Knights win in eight on Reese's single
Sat. May 11, 2013 at 12:30 a.m. | By Mike Duprez
North Davidson’s E.P. Reese hits the game-winning single in the bottom of the eighth inning in the Black Knights’ 2-1 win over Providence in the first round of the 4-A state playoffs on Friday in Welcome. (Photo by Mike Duprez/The Dispatch)
WELCOME | North Davidson’s baseball team kept staying alive by dodging bullets until the Black Knights’ E.P. Reese fired one of his own.
Reese singled with one out in the eighth to drive in Drew Beaver with the winning run as the Knights pulled out a dramatic 2-1 win over Providence in the first round of the 4-A state playoffs on Friday in Welcome.
North (17-8) won despite only collecting four hits and striking out 12 times. The Knights (17-8) will play at South Mecklenburg in the second round on Tuesday.
“Drew, Chase (Mitchell), our senior class, (Andrew) Mayton, Booger, also known as C.J. Rice, I can’t say enough about them,” said North coach Mike Meadows. “They kept us together. They didn’t panic. They stayed loose. It is what it is. That’s a very good team.”
And a team with a misleading 15-12 record that put a lot of pressure on the Knights.
“Very tough,” Reese said. “That made us go into extra innings, which is crazy.”
So was the ending.
Not only had the Knights got just four hits, they drew a mere one walk. But, oh, it was a big one.
When he came to the plate in the bottom of the eighth with one out, Beaver had had an awful night at the plate, striking out all three times against Providence starter Jimmy Doolittle. But the senior shortstop coaxed a walk out of reliever Tommy Dejuneas on a 3-2 pitch.
“I was just looking to be patient at the plate,” Beaver said. “I was swinging at a lot of things that weren’t strikes. I took the approach that I was going to take until I got a strike. Becoming a baserunner was the main thing in that situation.”
Reese was up next and his at-bat became ever the more important thanks to Beaver’s actions on the base paths. Beaver first stole second and advanced to third on a wild pitch.
And Reese, the only Knight who didn’t strike out, cashed in, ripping a 3-2 pitch up the middle for a base hit to win the game.
“When the pitcher pitched out and Drew got to third, I knew had to make contact,” Reese said. “Try to hit the ball up the middle or on the sides, anything hard to get it past them.”
Reese’s hit triggered a wild celebration after a win not unlike others the Knights have amassed over the years.
“I mean we weren’t sharp on the mound,” Meadows said. “We weren’t that sharp at the plate. We had a week off. We hit a lot but it wasn’t against live arms. I give a lot of credit to their No. 1. He had a great slider. He had a great split-finger and he got a bunch of swinging strikes.”
About all the Knights could manage off Doolittle was catcher Eric Morrow’s solo home run in the bottom of the second that gave the Knights a 1-0 lead. Doolittle struck out nine in 5 2/3 innings and gave up three hits.
Then the Knights had to go into survival mode and play a lot of defense as pitchers Josh Roberson and Andrew Mayton combined for only three strikeouts — two of them in the first inning.
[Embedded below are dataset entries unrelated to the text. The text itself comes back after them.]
//! Detail panel for one day of the schedule.
//!
//! Opening a day replaces whatever panel was open before. Workouts for the
//! day are fetched afterwards; a result that arrives for a day that is no
//! longer open is dropped.

use std::fmt;

use log::{debug, info};
use shared::{DayId, Workout, WorkoutId};

use super::notifications::{Notification, Notifier};
use super::routes::Route;
use crate::api::{ApiClient, HttpTransport};
use crate::pages::PageHandle;

pub const NO_WORKOUTS_MESSAGE: &str = "No workouts scheduled for this day.";
pub const SCHEDULE_WORKOUT_LABEL: &str = "Schedule Workout";

#[derive(Debug, Clone, PartialEq, Eq)]
pub struct WorkoutLine {
    pub workout_id: WorkoutId,
    pub name: String,
    pub focus: String,
}

impl From<Workout> for WorkoutLine {
    fn from(workout: Workout) -> Self {
        Self {
            workout_id: workout.workout_id,
            name: workout.name,
            focus: workout.focus.unwrap_or_default(),
        }
    }
}

impl fmt::Display for WorkoutLine {
    fn fmt(&self, f: &mut fmt::Formatter<'_>) -> fmt::Result {
        write!(f, "Workout: {}, Focus: {}", self.name, self.focus)
    }
}

#[derive(Debug, Clone, PartialEq, Eq)]
pub enum DayWorkouts {
    Loading,
    Empty,
    Scheduled(Vec<WorkoutLine>),
    /// The fetch failed; the panel shows no entries
    Unavailable,
}

impl DayWorkouts {
    pub fn from_workouts(workouts: Vec<Workout>) -> Self {
        if workouts.is_empty() {
            DayWorkouts::Empty
        } else {
            DayWorkouts::Scheduled(workouts.into_iter().map(WorkoutLine::from).collect())
        }
    }

    pub fn lines(&self) -> &[WorkoutLine] {
        match self {
            DayWorkouts::Scheduled(lines) => lines,
            _ => &[],
        }
    }

    pub fn message(&self) -> Option<&'static str> {
        match self {
            DayWorkouts::Empty => Some(NO_WORKOUTS_MESSAGE),
            _ => None,
        }
    }
}

#[derive(Debug, Clone, PartialEq, Eq)]
pub struct DayDetail {
    pub day_id: DayId,
    pub workouts: DayWorkouts,
}

impl DayDetail {
    pub fn heading(&self) -> String {
        format!("Day ID: {}", self.day_id)
    }

    /// Where "Schedule Workout" leads
    pub fn schedule_route(&self) -> Route {
        Route::SelectWorkout(Some(self.day_id))
    }
}

/// The single open day panel, if any
#[derive(Debug, Clone, Default, PartialEq, Eq)]
pub struct DaySchedulePanel {
    current: Option<DayDetail>,
}

impl DaySchedulePanel {
    pub fn new() -> Self {
        Self::default()
    }

    /// Show `day_id`, replacing any open panel
    pub fn open(&mut self, day_id: DayId) {
        if let Some(previous) = &self.current {
            debug!("Replacing panel for day {} with day {}", previous.day_id, day_id);
        }
        self.current = Some(DayDetail {
            day_id,
            workouts: DayWorkouts::Loading,
        });
    }

    /// Fill in workouts for `day_id`; `false` if that day is no longer open
    pub fn apply(&mut self, day_id: DayId, workouts: DayWorkouts) -> bool {
        match &mut self.current {
            Some(detail) if detail.day_id == day_id => {
                detail.workouts = workouts;
                true
            }
            _ => {
                debug!("Dropping workouts for day {}, panel has moved on", day_id);
                false
            }
        }
    }

    pub fn close(&mut self) {
        self.current = None;
    }

    pub fn current(&self) -> Option<&DayDetail> {
        self.current.as_ref()
    }
}

/// Loads the workouts scheduled on a day
#[derive(Clone)]
pub struct DayDetailService<T, N> {
    api: ApiClient<T>,
    notifier: N,
}

impl<T: HttpTransport, N: Notifier> DayDetailService<T, N> {
    pub fn new(api: ApiClient<T>, notifier: N) -> Self {
        Self { api, notifier }
    }

    /// A failed fetch is reported as a warning and yields `Unavailable`
    pub async fn fetch_workouts(&self, day_id: DayId) -> DayWorkouts {
        match self.api.workouts_by_day(day_id).await {
            Ok(workouts) => {
                info!("Loaded {} workouts for day {}", workouts.len(), day_id);
                DayWorkouts::from_workouts(workouts)
            }
            Err(e) => {
                self.notifier.notify(Notification::warning(format!(
                    "Error fetching workouts for the day: {}",
                    e
                )));
                DayWorkouts::Unavailable
            }
        }
    }

    /// Open the panel for `day_id` and fill it in.
    ///
    /// Returns `false` when another day was opened while the fetch ran.
    pub async fn show_day<H>(&self, panel: &H, day_id: DayId) -> bool
    where
        H: PageHandle<DaySchedulePanel> + ?Sized,
    {
        panel.with(|panel| panel.open(day_id));
        let workouts = self.fetch_workouts(day_id).await;
        panel.with(|panel| panel.apply(day_id, workouts))
    }
}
The visiting Panthers did provide some help.
Andrew Moritz blasted a one-out triple in the top of the third. But then Austin Proehl, the son of former Carolina Panthers wide receiver Ricky Proehl, failed to get down a bunt on a suicide squeeze. Morrow easily ran down Moritz and tagged him out.
Providence (15-13) caught up when Roberson walked Dejuneas with the bases loaded. Shawn McConoughey then smacked a hard grounder deep in the hole at short, which Beaver came up with and made a strong throw to first, ending the inning.
Jake Holtzapple singled with one out in the fifth and after an errant pickoff throw, Meadows summoned Mayton from the bullpen. Holtzapple took third on a wild pitch and Mayton, who had inherited a 1-0 count, walked Patrick Ryan, who promptly stole second. Mayton got out of it by retiring Jack King on a shallow fly to right fielder Chris Cheek and Andrew Fishel on a grounder to Mitchell at first.
The Knights faced even more peril in the seventh.
Moritz singled with one out and moved to second on Proehl’s sacrifice. But when a pitch skipped off Morrow’s glove and rolled just a few feet away, Moritz tried to go to third. Morrow gunned him down with third baseman Preston Blake making the swipe tag. The hugeness of that play was evident when Dejuneas doubled off the left field fence, a hit that would have given Providence the lead. McConoughey was hit by a pitch but Mayton got Black on a shallow fly to end the inning.
Notes: Holtzapple and Moritz were both 2-for-3 … Providence stole four bases in four tries … The Panthers left 10 runners on base … Reese was 2-for-4 … Roberson allowed four hits and one run while striking three and walking three in 5 1/3 innings … Mayton pitched 2 2/3 shutout innings while allowing three hits and walking a batter with no strikeouts.